Ippon Blog

Hands on Guide - Migrating Postgres from EC2 to Amazon RDS

Written by Lucas Ward | Nov 17, 2023 7:29:00 PM

Prerequisites

Items from Phase I

If you are coming here from part 1, you should have everything that you need to proceed.

  • A log sequence number from the paused read replica.
  • The names of all the Logical Replication Slots that you set up in part 1.
  • A list of tables that have a Primary Key and a separate Unique Constraint.
  • An in-depth understanding of the data contained within the Source Database.
    Before we dive into the steps to set up and configure DMS, let's talk about some things we need to figure out before we proceed. Remember when we compiled the list of tables that have a Primary Key and a separate Unique Constraint? We need another similar list, but this time, a list of tables that have Large Objects, also known as LOBs. If you are unfamiliar with LOBs, then read up on them in the documentation.

Large Objects

When performing Change Data Capture (CDC) with AWS DMS, tables with large objects have a couple of specific settings that need to be adjusted. In order to get the settings just right, we need to have a list of tables that contain LOBs. More importantly, for each table that has LOBs, we need a value, in kilobytes, of the largest possible LOB for that table. Here is an example, let's say we have a database table that is part of an integration, and one of the columns stores a large amount of JSON. We will need to figure out the maximum size of that JSON object across all the rows of the table. This will be a bit of a guessing game. You could take a few rows at random and check the size of the column and make an educated guess.

In addition to knowing what tables have LOBs and what size to set for the max LOB, we also need to identify if there are any tables where "LOB Truncation" is acceptable. This will largely depend on the usage of the LOBs in this table, but if you are okay with *some truncations, i.e. - some missing JSON characters off the end of a large object that contains JSON, then there are different settings to be used that can speed up the process.

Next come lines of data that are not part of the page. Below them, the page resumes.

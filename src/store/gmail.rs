//! Gmail profile for the webmail store

use super::webmail::{WebMailFileStore, WebMailProvider};
use super::StoreKind;

/// Gmail limits and search syntax
#[derive(Debug, Clone, Copy, Default)]
pub struct GMail;

impl WebMailProvider for GMail {
    const KIND: StoreKind = StoreKind::Gmail;
    const MESSAGE_LIMIT: u64 = 25 * 1024 * 1024;
    const HEADER_ALLOWANCE: u64 = 64 * 1024;
    const ARCHIVE_LABEL: &'static str = "vaultkeeper";

    fn search_query(text: &str) -> String {
        format!("subject:\"{text}\"")
    }
}

/// Webmail store speaking to a Gmail account through `T`
pub type GMailFileStore<T> = WebMailFileStore<GMail, T>;

#[cfg(test)]
mod tests {
    use super::*;
    use crate::compression::CompressionStrategy;
    use crate::config::VaultConfiguration;
    use crate::error::VaultError;
    use crate::progress::Unobserved;
    use crate::revision::RevisionIdentifier;
    use crate::store::webmail::subject_for;
    use crate::store::{FileStore, MailTransport, MemoryMailbox, StoreEvent, WebMailSettings};
    use crate::transport::Pipeline;
    use chrono::Utc;
    use std::path::{Path, PathBuf};
    use std::sync::atomic::{AtomicUsize, Ordering};
    use std::sync::Arc;
    use std::time::Duration;
    use tempfile::TempDir;

    const ACCOUNT: &str = "backup@example.com";

    fn setup(outgoing_limit: u64) -> (Arc<MemoryMailbox>, GMailFileStore<MemoryMailbox>) {
        let config = Arc::new(VaultConfiguration::new(1_000).unwrap());
        config.change_password("vault password").unwrap();
        let pipeline = Arc::new(Pipeline::new(config, CompressionStrategy::None));
        let mailbox = Arc::new(MemoryMailbox::new(ACCOUNT, "mail password", outgoing_limit, 1 << 20));
        let store = GMailFileStore::new(
            WebMailSettings {
                name: "mail".to_string(),
                account: ACCOUNT.to_string(),
                outgoing_limit: Some(outgoing_limit),
                capacity: None,
            },
            Some("mail password".to_string()),
            mailbox.clone(),
            pipeline,
        );
        (mailbox, store)
    }

    fn source(dir: &TempDir, len: usize) -> (PathBuf, Vec<u8>) {
        let content: Vec<u8> = (0..len).map(|i| (i * 31 % 256) as u8).collect();
        let path = dir.path().join("source.bin");
        std::fs::write(&path, &content).unwrap();
        (path, content)
    }

    #[test]
    fn test_multi_part_round_trip() {
        let temp_dir = TempDir::new().unwrap();
        let (mailbox, store) = setup(400);
        assert_eq!(store.chunk_size(), 300);
        let (path, content) = source(&temp_dir, 1000);

        let mut id = RevisionIdentifier::new("guidA");
        let stored = store.backup_file(&path, &mut id, &mut Unobserved).unwrap();
        assert_eq!(id.handler_name, "mail");
        assert_eq!(mailbox.send_count() as u64, stored.div_ceil(300));

        let restored = store.restore_file(&id, Utc::now(), &mut Unobserved).unwrap();
        assert_eq!(restored, Some(content));
        // One login served every operation
        assert_eq!(mailbox.login_count(), 1);
    }

    #[test]
    fn test_missing_content_is_none() {
        let (_mailbox, store) = setup(400);
        let id = RevisionIdentifier::with_handler("nothing", "mail");
        assert!(store.restore_file(&id, Utc::now(), &mut Unobserved).unwrap().is_none());
    }

    #[test]
    fn test_out_of_range_part_is_inconsistent() {
        let (mailbox, store) = setup(400);
        mailbox.deliver(&subject_for("g", 0, 2), b"a");
        mailbox.deliver(&subject_for("g", 2, 2), b"c");
        let id = RevisionIdentifier::with_handler("g", "mail");
        let err = store.restore_file(&id, Utc::now(), &mut Unobserved).unwrap_err();
        assert!(matches!(err, VaultError::Inconsistent(_)));
    }

    #[test]
    fn test_missing_trailing_part_is_inconsistent() {
        let temp_dir = TempDir::new().unwrap();
        let (mailbox, store) = setup(400);
        let (path, _) = source(&temp_dir, 1000);
        let mut id = RevisionIdentifier::new("guidA");
        let stored = store.backup_file(&path, &mut id, &mut Unobserved).unwrap();
        let total = stored.div_ceil(300) as usize;
        assert!(total > 2);

        // Lose the last part only
        let mut session = mailbox.login(ACCOUNT, "mail password").unwrap();
        let last = mailbox
            .search(&mut session, &GMail::search_query(&subject_for("guidA", total - 1, total)))
            .unwrap();
        let ids: Vec<String> = last.into_iter().map(|m| m.id).collect();
        assert_eq!(ids.len(), 1);
        mailbox.trash(&mut session, &ids).unwrap();
        mailbox.purge(&mut session, &ids).unwrap();

        let err = store.restore_file(&id, Utc::now(), &mut Unobserved).unwrap_err();
        assert!(matches!(err, VaultError::Inconsistent(_)), "unexpected {err:?}");

        // Deleting still clears what is left
        store.delete_file(&id, stored).unwrap();
        assert_eq!(mailbox.message_count(), 0);
    }

    #[test]
    fn test_same_content_sent_twice_is_reused() {
        let temp_dir = TempDir::new().unwrap();
        let (mailbox, store) = setup(400);
        let (path, content) = source(&temp_dir, 1000);

        let mut first = RevisionIdentifier::new("guidA");
        let stored = store.backup_file(&path, &mut first, &mut Unobserved).unwrap();
        let sends = mailbox.send_count();

        // An index that never learned about the first upload offers it again
        let mut second = RevisionIdentifier::new("guidA");
        assert_eq!(store.backup_file(&path, &mut second, &mut Unobserved).unwrap(), stored);
        assert_eq!(second.handler_name, "mail");
        assert_eq!(mailbox.send_count(), sends);

        let restored = store.restore_file(&second, Utc::now(), &mut Unobserved).unwrap();
        assert_eq!(restored, Some(content));
    }

    #[test]
    fn test_incomplete_leftover_is_replaced() {
        let temp_dir = TempDir::new().unwrap();
        let (mailbox, store) = setup(400);
        let (path, content) = source(&temp_dir, 1000);
        // Leftover of an upload that died after its first message
        mailbox.deliver(&subject_for("guidA", 0, 4), b"stale");

        let mut id = RevisionIdentifier::new("guidA");
        let stored = store.backup_file(&path, &mut id, &mut Unobserved).unwrap();
        assert_eq!(mailbox.message_count() as u64, stored.div_ceil(300));
        let restored = store.restore_file(&id, Utc::now(), &mut Unobserved).unwrap();
        assert_eq!(restored, Some(content));
    }

    #[test]
    fn test_similar_guid_is_not_mixed_in() {
        let temp_dir = TempDir::new().unwrap();
        let (mailbox, store) = setup(400);
        let (path, content) = source(&temp_dir, 100);
        let mut id = RevisionIdentifier::new("g");
        store.backup_file(&path, &mut id, &mut Unobserved).unwrap();
        // Same prefix, different guid
        mailbox.deliver(&subject_for("g2", 5, 6), b"noise");
        assert_eq!(store.restore_file(&id, Utc::now(), &mut Unobserved).unwrap(), Some(content));
    }

    #[test]
    fn test_delete_removes_every_part() {
        let temp_dir = TempDir::new().unwrap();
        let (mailbox, store) = setup(400);
        let (path, _) = source(&temp_dir, 1000);
        let mut id = RevisionIdentifier::new("g");
        let before = store.available_bytes().unwrap();
        let stored = store.backup_file(&path, &mut id, &mut Unobserved).unwrap();
        assert_eq!(store.available_bytes().unwrap(), before - stored);

        store.delete_file(&id, stored).unwrap();
        assert_eq!(mailbox.message_count(), 0);
        assert_eq!(store.available_bytes().unwrap(), before);
    }

    #[test]
    fn test_failed_send_leaves_no_parts() {
        let temp_dir = TempDir::new().unwrap();
        let (mailbox, store) = setup(400);
        let (path, _) = source(&temp_dir, 1000);
        let sent = AtomicUsize::new(0);
        let mailbox_for_progress = mailbox.clone();
        let mut progress = |_: u64| {
            // Break the connection after the first message went out
            if mailbox_for_progress.send_count() == 1 && sent.fetch_add(1, Ordering::SeqCst) == 0 {
                mailbox_for_progress.refuse_sends(true);
            }
            true
        };
        let err = store
            .backup_file(&path, &mut RevisionIdentifier::new("g"), &mut progress)
            .unwrap_err();
        assert!(matches!(err, VaultError::Transport(_)));
        mailbox.refuse_sends(false);
        assert_eq!(mailbox.message_count(), 0);
    }

    #[test]
    fn test_wrong_password_fails_authentication() {
        let temp_dir = TempDir::new().unwrap();
        let config = Arc::new(VaultConfiguration::new(1_000).unwrap());
        let pipeline = Arc::new(Pipeline::new(config, CompressionStrategy::Fast));
        let mailbox = Arc::new(MemoryMailbox::new(ACCOUNT, "right", 1 << 16, 1 << 20));
        let store = GMailFileStore::new(
            WebMailSettings {
                name: "mail".to_string(),
                account: ACCOUNT.to_string(),
                outgoing_limit: None,
                capacity: None,
            },
            Some("wrong".to_string()),
            mailbox,
            pipeline,
        );
        let (path, _) = source(&temp_dir, 10);
        let err = store
            .backup_file(&path, &mut RevisionIdentifier::new("g"), &mut Unobserved)
            .unwrap_err();
        assert!(matches!(err, VaultError::AuthenticationFailed { .. }));
        assert!(!store.can_backup_file(Path::new("x"), 1));
    }

    #[test]
    fn test_idle_sessions_are_discarded() {
        let (mailbox, store) = setup(400);
        let store = store.with_idle_timeout(Duration::ZERO);
        store.available_bytes().unwrap();
        store.perform_maintenance().unwrap();
        assert_eq!(mailbox.login_count(), 2);
        store.prepare_for_shutdown().unwrap();
        assert_eq!(store.pooled_sessions(), 0);
    }

    #[test]
    fn test_maintenance_archives_backups_only() {
        let (mailbox, store) = setup(400);
        mailbox.deliver(&subject_for("g", 0, 1), b"part");
        mailbox.deliver("Lunch on Friday?", b"");

        let events = Arc::new(AtomicUsize::new(0));
        let counter = events.clone();
        store.subscribe(Arc::new(move |event: &StoreEvent| {
            if matches!(event, StoreEvent::AvailabilityChanged { .. }) {
                counter.fetch_add(1, Ordering::SeqCst);
            }
        }));
        store.perform_maintenance().unwrap();
        assert_eq!(mailbox.inbox_subjects(), vec!["Lunch on Friday?".to_string()]);
        // Quota was never cached before, so it changed
        assert_eq!(events.load(Ordering::SeqCst), 1);

        let mut session = mailbox.login(ACCOUNT, "mail password").unwrap();
        assert_eq!(
            mailbox.search(&mut session, &GMail::search_query("vaultkeeper backup g")).unwrap().len(),
            1
        );
    }
}
#[test]
fn test_modification_time_drives_change_detection() {
    let harness = VaultHarness::local(1 << 24);
    harness.write("same-size.txt", b"aaaa");
    harness.backup();

    // Same size, rewritten within the tolerance: not picked up
    harness.write("same-size.txt", b"bbbb");
    assert_eq!(harness.backup().files_backed_up, 0);

    harness.touch_later("same-size.txt");
    let report = harness.backup();
    assert_eq!(report.files_backed_up, 1);
    assert_eq!(harness.vault.history(&harness.path("same-size.txt")).len(), 2);

    let (_out, restored) = harness.restore_all(None);
    assert_eq!(fs::read(restored.join("same-size.txt")).unwrap(), b"bbbb");
}

#[test]
fn test_identical_content_is_transferred_once() {
    let state = TempDir::new().unwrap();
    let source = TempDir::new().unwrap();
    let noop = Arc::new(NoopFileStore::named("null"));
    let config = Arc::new(VaultConfiguration::new(1_000).unwrap());
    let vault = VaultBuilder::new(state.path().join("vault.idx"), config)
        .store(noop.clone())
        .build()
        .unwrap();

    let content = random_bytes(7, 2048);
    fs::write(source.path().join("a.bin"), &content).unwrap();
    fs::write(source.path().join("b.bin"), &content).unwrap();
    fs::write(source.path().join("c.bin"), b"different").unwrap();

    let report = vault
        .backup(&BackupSpecification::new().include(source.path()), &SilentProgress)
        .unwrap();
    assert_eq!(report.files_backed_up, 3);
    assert_eq!(report.files_deduplicated, 1);
    // Two distinct contents plus the index
    assert_eq!(noop.backup_calls(), 3);

    let a = vault.find_revision(&std::path::absolute(source.path().join("a.bin")).unwrap(), None);
    let b = vault.find_revision(&std::path::absolute(source.path().join("b.bin")).unwrap(), None);
    let guid = |r: Option<Revision>| r.and_then(|r| r.as_file().map(|f| f.identifier.guid.clone()));
    assert_eq!(guid(a), guid(b));
}
//! Binary index format for the revision tree
//!
//! The index is the authoritative persisted state of a [`RevisionTree`]. It is
//! written by a full walk of the tree and must round-trip exactly: saving a
//! freshly loaded index produces the same bytes.
//!
//! ## Layout
//!
//! ```text
//! +--------+---------+------------------------------------------+
//! | "VKIX" | version | bincode(fixed-int) recursive node record |
//! | 4 B    | u16 LE  |                                          |
//! +--------+---------+------------------------------------------+
//!
//! node     := name, child-count, node*, revision-count, revision*
//! revision := tag (0 = file, 1 = directory), payload
//! ```
//!
//! Fixed-int encoding makes every length prefix 8 bytes wide, so the layout
//! does not depend on the values being encoded.

use crate::error::{Result, VaultError};
use crate::revision::{DirectoryRevision, FileRevision, Revision, RevisionIdentifier};
use crate::tree::{NodeId, RevisionTree};
use crate::utils::atomic_write;
use chrono::{DateTime, Utc};
use serde::{Deserialize, Serialize};
use std::fs;
use std::path::Path;
use tracing::{debug, info};

/// Magic bytes at the start of every index file
pub const INDEX_MAGIC: &[u8; 4] = b"VKIX";

/// Current index format version
pub const INDEX_VERSION: u16 = 1;

const HEADER_LEN: usize = INDEX_MAGIC.len() + 2;

#[derive(Debug, Serialize, Deserialize)]
struct NodeRecord {
    name: String,
    children: Vec<NodeRecord>,
    revisions: Vec<RevisionRecord>,
}

#[derive(Debug, Serialize, Deserialize)]
struct Timestamp {
    secs: i64,
    nanos: u32,
}

#[derive(Debug, Serialize, Deserialize)]
enum RevisionRecord {
    File {
        date: Timestamp,
        guid: String,
        handler_name: String,
        original_size: u64,
        stored_size: u64,
    },
    Directory {
        date: Timestamp,
        added: Vec<String>,
        removed: Vec<String>,
    },
}

impl From<DateTime<Utc>> for Timestamp {
    fn from(date: DateTime<Utc>) -> Self {
        Self {
            secs: date.timestamp(),
            nanos: date.timestamp_subsec_nanos(),
        }
    }
}

impl TryFrom<Timestamp> for DateTime<Utc> {
    type Error = VaultError;

    fn try_from(ts: Timestamp) -> Result<Self> {
        DateTime::from_timestamp(ts.secs, ts.nanos)
            .ok_or_else(|| VaultError::CorruptIndex(format!("timestamp {}.{} out of range", ts.secs, ts.nanos)))
    }
}

fn bincode_config() -> impl bincode::config::Config {
    bincode::config::standard().with_fixed_int_encoding()
}

fn to_record(revision: &Revision) -> RevisionRecord {
    match revision {
        Revision::File(file) => RevisionRecord::File {
            date: file.date.into(),
            guid: file.identifier.guid.clone(),
            handler_name: file.identifier.handler_name.clone(),
            original_size: file.original_size,
            stored_size: file.stored_size,
        },
        Revision::Directory(dir) => RevisionRecord::Directory {
            date: dir.date.into(),
            added: dir.added.iter().cloned().collect(),
            removed: dir.removed.iter().cloned().collect(),
        },
    }
}

fn from_record(record: RevisionRecord) -> Result<Revision> {
    Ok(match record {
        RevisionRecord::File {
            date,
            guid,
            handler_name,
            original_size,
            stored_size,
        } => Revision::File(FileRevision {
            date: date.try_into()?,
            identifier: RevisionIdentifier::with_handler(guid, handler_name),
            original_size,
            stored_size,
        }),
        RevisionRecord::Directory { date, added, removed } => Revision::Directory(DirectoryRevision {
            date: date.try_into()?,
            added: added.into_iter().collect(),
            removed: removed.into_iter().collect(),
        }),
    })
}

fn node_record(tree: &RevisionTree, id: NodeId) -> Result<NodeRecord> {
    let node = tree
        .node(id)
        .ok_or_else(|| VaultError::internal(format!("dangling node {id:?}")))?;
    Ok(NodeRecord {
        name: node.name().to_string(),
        children: node
            .children()
            .iter()
            .map(|child| node_record(tree, *child))
            .collect::<Result<_>>()?,
        revisions: node.revisions().iter().map(to_record).collect(),
    })
}

fn attach_record(tree: &mut RevisionTree, parent: Option<NodeId>, record: NodeRecord) -> Result<()> {
    let revisions = record
        .revisions
        .into_iter()
        .map(from_record)
        .collect::<Result<Vec<_>>>()?;
    let id = tree.attach_loaded(parent, record.name, revisions)?;
    for child in record.children {
        attach_record(tree, Some(id), child)?;
    }
    Ok(())
}

/// Serialize a tree into index bytes
pub fn encode_tree(tree: &RevisionTree) -> Result<Vec<u8>> {
    let root = node_record(tree, tree.root())?;
    let body = bincode::serde::encode_to_vec(&root, bincode_config())?;

    let mut bytes = Vec::with_capacity(HEADER_LEN + body.len());
    bytes.extend_from_slice(INDEX_MAGIC);
    bytes.extend_from_slice(&INDEX_VERSION.to_le_bytes());
    bytes.extend_from_slice(&body);
    Ok(bytes)
}

/// Rebuild a tree from index bytes
///
/// # Errors
///
/// - [`VaultError::CorruptIndex`] if the header is wrong, the version is
///   unsupported, trailing bytes follow the body, or histories are out of order
/// - [`VaultError::Bincode`] if the body cannot be decoded
pub fn decode_tree(bytes: &[u8]) -> Result<RevisionTree> {
    if bytes.len() < HEADER_LEN || &bytes[..INDEX_MAGIC.len()] != INDEX_MAGIC {
        return Err(VaultError::CorruptIndex("missing index header".to_string()));
    }
    let version = u16::from_le_bytes([bytes[4], bytes[5]]);
    if version != INDEX_VERSION {
        return Err(VaultError::CorruptIndex(format!(
            "unsupported index version {version}"
        )));
    }

    let (root, read): (NodeRecord, usize) =
        bincode::serde::decode_from_slice(&bytes[HEADER_LEN..], bincode_config())?;
    if HEADER_LEN + read != bytes.len() {
        return Err(VaultError::CorruptIndex(format!(
            "{} trailing bytes after index body",
            bytes.len() - HEADER_LEN - read
        )));
    }

    let mut tree = RevisionTree::new();
    attach_record(&mut tree, None, root)?;
    Ok(tree)
}

/// Write a tree to an index file atomically
pub fn write_index(path: &Path, tree: &RevisionTree) -> Result<u64> {
    let bytes = encode_tree(tree)?;
    atomic_write(path, &bytes)?;
    debug!("Wrote index {:?} ({} bytes, {} nodes)", path, bytes.len(), tree.node_count());
    Ok(bytes.len() as u64)
}

/// Read a tree from an index file
pub fn read_index(path: &Path) -> Result<RevisionTree> {
    let bytes = fs::read(path)?;
    let tree = decode_tree(&bytes)?;
    info!("Loaded index {:?} ({} nodes)", path, tree.node_count());
    Ok(tree)
}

When you have finished your analysis, you should have something akin to this table as the result:

Table Max LOB Size (Kb) Truncations OKAY?
table_name_1 325 Yes
table_name_2 1200 No
table_name_3 36000 Yes

Armed with our list of tables that have Primary Keys and Separate Unique Constraints as well as our list of tables with LOBs and the estimated max LOB size, we are ready to set up and configure DMS. Please note, that with regards to the former list (primary keys and unique constraints), you should already have logically separated these tables into different replication sets (and therefore different replication slots) in the previous part of this series. If you need a refresher, refer to the top part of the section titled "Migration Steps - Phase I - Full Load".

Migration Steps - Phase II - Change Data Capture

Amazon Web Services Database Migration System is an awesome tool to have at your disposal and will greatly ease this part of the migration process. There is loads of documentation surrounding the tool, and I encourage you to familiarize yourself with it before you attempt this part of the migration.

Step 1 - Create a Replication Instance

Log in to your AWS management console and navigate to the DMS page. Follow this guide to set up your DMS Replication instance. This is the server that will handle the CDC tasks - that is, receive the data from the source database and apply it to the target database. Be sure to take into consideration the volume and size of the data and spec your machine out based on that information. It may take some testing to get this value just right.

Step 2 - Setup your DMS Endpoints

We will need a separate DMS source endpoint for each replication slot that we created in Part 1. Go through the process of creating the endpoint as you normally would - Specify source database connection information, and give it a name that makes sense, like dms_slot_1_endpoint. Before you press create or even test the endpoint, we have one last setting to apply.

At the very bottom of the endpoint creation screen is a checkbox that says Use endpoint connection attributes. Click this checkbox and a text field will appear. Add the following text to the text field Extra endpoint connection attributes:

PluginName=PGLOGICAL;slotName=dms_slot_01

Test the connection and then press save. Repeat this process for all of the replication slots that we created in Phase I of the migration.

Now that we have source endpoints for all of the replication slots that exist on the source database, we need to create a target endpoint. Follow the same process as above but instead specify the connection string for your RDS instance and skip the bit about using "extra endpoint connection attributes".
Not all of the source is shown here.